In the last month of 2019, worldwide air cargo decreased by 1.7 per cent year-on-year, the smallest YoY decrease since January 2019, but a decline nevertheless.
The year ended with a mixed picture, not with the positive figures the air cargo world had hoped for, says WorldACD Market Data in their latest analysis.
The results for the full year 2019 were not impressive: Worldwide revenue, measured in USD, fell by 11.7 per cent compared to the top year 2018, while it did not grow compared to 2017 either. The main reason was a YoY yield drop of 7.6 per cent, as total weight fell by 4.4 per cent, says WorldACD.
And although pharmaceuticals and vulnerable goods (including high-tech) both showed growth of around 8.5 per cent in volume, their yield drops – though not as steep as in general cargo – were a cause for concern for the airlines.
High-Tech & Other Vulnerable Goods increased by +13.3 per cent YoY, while Pharma & Temperature Controlled Goods rose by +12.6 per cent YoY. In perishables, flowers did best (+3.5 per cent YoY), but fruits & vegetables suffered (-7.9 per cent).
Origin Europe took the hardest hit in 2019, losing more than 16 per cent of its revenues (in USD) of the previous year, equal to -12 per cent in EUR, with Germany accounting for half of Europe’s woes.
As reported throughout the year, the smaller regions of Africa and Latin America fared better than the larger regions in the Northern hemisphere. While Asia Pacific and Europe outbound was slightly better than inbound, the opposite was the case for North America. This brings us to the main story of the past year, says WorldACD: The influence of Trump’s trade wars on the world’s trade flows.
Many have attributed (part of) the disappointing 2019 results for air cargo to the worsening US–China relationship, but trying to establish where the consequences of the trade war were felt most, is not all that easy.
Total China inbound dropped by 6.0 per cent, but China outbound increased by 2.7 per cent YoY in total, increased by 2.8 per cent to Europe, and dropped by only 0.3 per cent to the US. “That certainly looks a whole lot better than the worldwide drop of 4.4 per cent YoY,” WorldACD notes.
But it is not the whole story, as one of China’s great gateways, Hong Kong, lagged behind considerably: Overall export by air fell by 5.5 per cent, but the decrease in business to Europe and the US was biting much harder (-10.8 and -14.4 per cent respectively).
The US on the other hand, saw total outbound decrease by 5.3 per cent YoY, and lost less than that in its air cargo business to China (-4.9 per cent), but more to Europe (-5.7 per cent).
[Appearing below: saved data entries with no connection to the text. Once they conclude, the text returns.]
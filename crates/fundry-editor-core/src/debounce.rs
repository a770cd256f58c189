//! Trailing debounce with an explicit flush.
//!
//! Deliberately not timer-based: the owner passes `now` into `call` and
//! drives `poll`, so teardown, blur, and submit paths share one well-defined
//! flush primitive and tests inject a manual clock.

use std::time::Duration;

use web_time::Instant;

/// A debounced sink. `call` stores the value and (re)arms the deadline;
/// `poll` delivers once the deadline passes; `flush` delivers immediately
/// and always wins over a pending deadline.
pub struct Debounced<T> {
    delay: Duration,
    sink: Box<dyn FnMut(T)>,
    pending: Option<T>,
    deadline: Option<Instant>,
}

impl<T> Debounced<T> {
    pub fn new(delay: Duration, sink: impl FnMut(T) + 'static) -> Self {
        Self {
            delay,
            sink: Box::new(sink),
            pending: None,
            deadline: None,
        }
    }

    /// Swap the sink, keeping any pending value and deadline.
    pub fn set_sink(&mut self, sink: impl FnMut(T) + 'static) {
        self.sink = Box::new(sink);
    }

    pub fn set_delay(&mut self, delay: Duration) {
        self.delay = delay;
    }

    /// Store `value` for delivery after the coalescing delay, replacing any
    /// value already pending.
    pub fn call(&mut self, value: T, now: Instant) {
        self.pending = Some(value);
        self.deadline = Some(now + self.delay);
    }

    /// Deliver the pending value if its deadline has passed.
    pub fn poll(&mut self, now: Instant) {
        if self.deadline.is_some_and(|d| now >= d) {
            self.flush();
        }
    }

    /// Deliver the pending value immediately, cancelling the deadline.
    pub fn flush(&mut self) {
        self.deadline = None;
        if let Some(value) = self.pending.take() {
            (self.sink)(value);
        }
    }

    /// Drop any pending value without delivering it.
    pub fn cancel(&mut self) {
        self.pending = None;
        self.deadline = None;
    }

    pub fn is_pending(&self) -> bool {
        self.pending.is_some()
    }
}

#[cfg(test)]
mod tests {
    use super::*;
    use std::cell::RefCell;
    use std::rc::Rc;

    fn make_debounced(delay_ms: u64) -> (Debounced<String>, Rc<RefCell<Vec<String>>>) {
        let delivered = Rc::new(RefCell::new(Vec::new()));
        let sink_log = delivered.clone();
        let debounced = Debounced::new(Duration::from_millis(delay_ms), move |v: String| {
            sink_log.borrow_mut().push(v);
        });
        (debounced, delivered)
    }

    #[test]
    fn test_coalesces_rapid_calls() {
        let (mut debounced, delivered) = make_debounced(150);
        let start = Instant::now();
        for i in 0..5 {
            debounced.call(format!("edit {i}"), start + Duration::from_millis(i * 10));
            debounced.poll(start + Duration::from_millis(i * 10));
        }
        assert!(delivered.borrow().is_empty());
        debounced.poll(start + Duration::from_millis(40 + 150));
        assert_eq!(*delivered.borrow(), vec!["edit 4".to_string()]);
    }

    #[test]
    fn test_flush_beats_deadline() {
        let (mut debounced, delivered) = make_debounced(150);
        let start = Instant::now();
        debounced.call("content".into(), start);
        debounced.flush();
        assert_eq!(*delivered.borrow(), vec!["content".to_string()]);
        // Deadline is gone; a later poll must not deliver again.
        debounced.poll(start + Duration::from_millis(500));
        assert_eq!(delivered.borrow().len(), 1);
    }

    #[test]
    fn test_cancel_drops_pending() {
        let (mut debounced, delivered) = make_debounced(150);
        let start = Instant::now();
        debounced.call("content".into(), start);
        debounced.cancel();
        debounced.poll(start + Duration::from_millis(500));
        assert!(delivered.borrow().is_empty());
        assert!(!debounced.is_pending());
    }

    #[test]
    fn test_flush_without_pending_is_noop() {
        let (mut debounced, delivered) = make_debounced(150);
        debounced.flush();
        assert!(delivered.borrow().is_empty());
    }
}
And inbound US stood at -4.0 per cent YoY.
Turning to flight information, WorldACD notes there have been quite a lot of “upbeat messages” lately, based on this information. “As we all know, operational (flight) data should be ‘handled with care’ when trying to read into them how specific markets are developing,” WorldACD says.
It cites the example of Japan in Q4 of 2019. Based on WorldACD data for freight carried on flights ex-Japan, one sees a continuing YoY improvement over the previous three quarters. But, when considering market data (based on origin and destination from AWB’s), the picture is drastically different, it says.
Japan’s YoY market performance was worst in Q4 2019. In other words, flights ex-Japan may have done better, but not with business originating in Japan. As a matter of fact, an increase in cargo originating in China, carried on flights ex-Japan, is an important reason for the difference observed, the data analytics company says.